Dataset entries
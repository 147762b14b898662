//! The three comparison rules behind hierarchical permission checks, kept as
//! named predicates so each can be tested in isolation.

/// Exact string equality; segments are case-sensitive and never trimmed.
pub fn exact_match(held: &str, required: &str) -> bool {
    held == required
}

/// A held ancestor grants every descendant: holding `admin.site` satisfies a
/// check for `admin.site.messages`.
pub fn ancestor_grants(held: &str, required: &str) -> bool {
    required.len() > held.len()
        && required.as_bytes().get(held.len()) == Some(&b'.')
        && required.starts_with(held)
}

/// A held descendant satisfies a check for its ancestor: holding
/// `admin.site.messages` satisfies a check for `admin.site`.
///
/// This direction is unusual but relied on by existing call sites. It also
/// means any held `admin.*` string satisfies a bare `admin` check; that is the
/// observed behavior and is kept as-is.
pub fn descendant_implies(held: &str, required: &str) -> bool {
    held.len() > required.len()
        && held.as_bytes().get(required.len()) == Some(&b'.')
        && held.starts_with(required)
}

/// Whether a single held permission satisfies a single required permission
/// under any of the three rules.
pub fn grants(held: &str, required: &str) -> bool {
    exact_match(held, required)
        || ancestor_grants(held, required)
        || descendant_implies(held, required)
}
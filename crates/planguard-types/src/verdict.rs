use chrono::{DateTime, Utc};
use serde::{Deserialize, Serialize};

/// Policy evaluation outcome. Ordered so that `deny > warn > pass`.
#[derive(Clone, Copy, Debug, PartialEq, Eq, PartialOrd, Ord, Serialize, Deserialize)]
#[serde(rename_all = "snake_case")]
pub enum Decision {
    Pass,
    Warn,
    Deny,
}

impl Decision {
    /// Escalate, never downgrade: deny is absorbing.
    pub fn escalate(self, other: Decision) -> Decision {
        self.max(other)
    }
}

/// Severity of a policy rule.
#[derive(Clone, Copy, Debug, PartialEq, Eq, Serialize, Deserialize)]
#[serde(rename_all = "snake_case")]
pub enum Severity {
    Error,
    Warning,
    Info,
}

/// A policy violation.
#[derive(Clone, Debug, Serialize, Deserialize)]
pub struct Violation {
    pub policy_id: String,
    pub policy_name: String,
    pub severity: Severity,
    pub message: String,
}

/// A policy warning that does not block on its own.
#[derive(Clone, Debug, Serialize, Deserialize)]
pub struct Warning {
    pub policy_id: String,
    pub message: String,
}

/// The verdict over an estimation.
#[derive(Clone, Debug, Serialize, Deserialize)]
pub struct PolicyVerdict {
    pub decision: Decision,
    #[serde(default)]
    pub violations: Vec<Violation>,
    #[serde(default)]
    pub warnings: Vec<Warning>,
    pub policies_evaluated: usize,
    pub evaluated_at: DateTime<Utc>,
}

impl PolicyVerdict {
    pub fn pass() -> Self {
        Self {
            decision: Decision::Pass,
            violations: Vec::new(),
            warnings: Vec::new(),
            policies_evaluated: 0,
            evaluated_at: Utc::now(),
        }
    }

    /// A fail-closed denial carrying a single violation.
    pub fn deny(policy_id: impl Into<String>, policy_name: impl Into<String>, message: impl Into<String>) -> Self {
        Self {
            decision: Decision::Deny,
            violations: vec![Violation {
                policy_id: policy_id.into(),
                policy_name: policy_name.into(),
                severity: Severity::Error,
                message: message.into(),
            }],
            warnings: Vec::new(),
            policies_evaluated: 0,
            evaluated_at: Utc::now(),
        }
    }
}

**WHAT THE TASK ASKS:** Keep the wording exact. Give all of the records again.

**TASK SOLUTION:**
repository 147762b14b898662
//! The three comparison rules behind hierarchical permission checks, kept as
//! named predicates so each can be tested in isolation.

/// Exact string equality; segments are case-sensitive and never trimmed.
pub fn exact_match(held: &str, required: &str) -> bool {
    held == required
}

/// A held ancestor grants every descendant: holding `admin.site` satisfies a
/// check for `admin.site.messages`.
pub fn ancestor_grants(held: &str, required: &str) -> bool {
    required.len() > held.len()
        && required.as_bytes().get(held.len()) == Some(&b'.')
        && required.starts_with(held)
}

/// A held descendant satisfies a check for its ancestor: holding
/// `admin.site.messages` satisfies a check for `admin.site`.
///
/// This direction is unusual but relied on by existing call sites. It also
/// means any held `admin.*` string satisfies a bare `admin` check; that is the
/// observed behavior and is kept as-is.
pub fn descendant_implies(held: &str, required: &str) -> bool {
    held.len() > required.len()
        && held.as_bytes().get(required.len()) == Some(&b'.')
        && held.starts_with(required)
}

/// Whether a single held permission satisfies a single required permission
/// under any of the three rules.
pub fn grants(held: &str, required: &str) -> bool {
    exact_match(held, required)
        || ancestor_grants(held, required)
        || descendant_implies(held, required)
}
filename crates/planguard-types/src/verdict.rs
use chrono::{DateTime, Utc};
use serde::{Deserialize, Serialize};

/// Policy evaluation outcome. Ordered so that `deny > warn > pass`.
#[derive(Clone, Copy, Debug, PartialEq, Eq, PartialOrd, Ord, Serialize, Deserialize)]
#[serde(rename_all = "snake_case")]
pub enum Decision {
    Pass,
    Warn,
    Deny,
}

impl Decision {
    /// Escalate, never downgrade: deny is absorbing.
    pub fn escalate(self, other: Decision) -> Decision {
        self.max(other)
    }
}

/// Severity of a policy rule.
#[derive(Clone, Copy, Debug, PartialEq, Eq, Serialize, Deserialize)]
#[serde(rename_all = "snake_case")]
pub enum Severity {
    Error,
    Warning,
    Info,
}

/// A policy violation.
#[derive(Clone, Debug, Serialize, Deserialize)]
pub struct Violation {
    pub policy_id: String,
    pub policy_name: String,
    pub severity: Severity,
    pub message: String,
}

/// A policy warning that does not block on its own.
#[derive(Clone, Debug, Serialize, Deserialize)]
pub struct Warning {
    pub policy_id: String,
    pub message: String,
}

/// The verdict over an estimation.
#[derive(Clone, Debug, Serialize, Deserialize)]
pub struct PolicyVerdict {
    pub decision: Decision,
    #[serde(default)]
    pub violations: Vec<Violation>,
    #[serde(default)]
    pub warnings: Vec<Warning>,
    pub policies_evaluated: usize,
    pub evaluated_at: DateTime<Utc>,
}

impl PolicyVerdict {
    pub fn pass() -> Self {
        Self {
            decision: Decision::Pass,
            violations: Vec::new(),
            warnings: Vec::new(),
            policies_evaluated: 0,
            evaluated_at: Utc::now(),
        }
    }

    /// A fail-closed denial carrying a single violation.
    pub fn deny(policy_id: impl Into<String>, policy_name: impl Into<String>, message: impl Into<String>) -> Self {
        Self {
            decision: Decision::Deny,
            violations: vec![Violation {
                policy_id: policy_id.into(),
                policy_name: policy_name.into(),
                severity: Severity::Error,
                message: message.into(),
            }],
            warnings: Vec::new(),
            policies_evaluated: 0,
            evaluated_at: Utc::now(),
        }
    }
}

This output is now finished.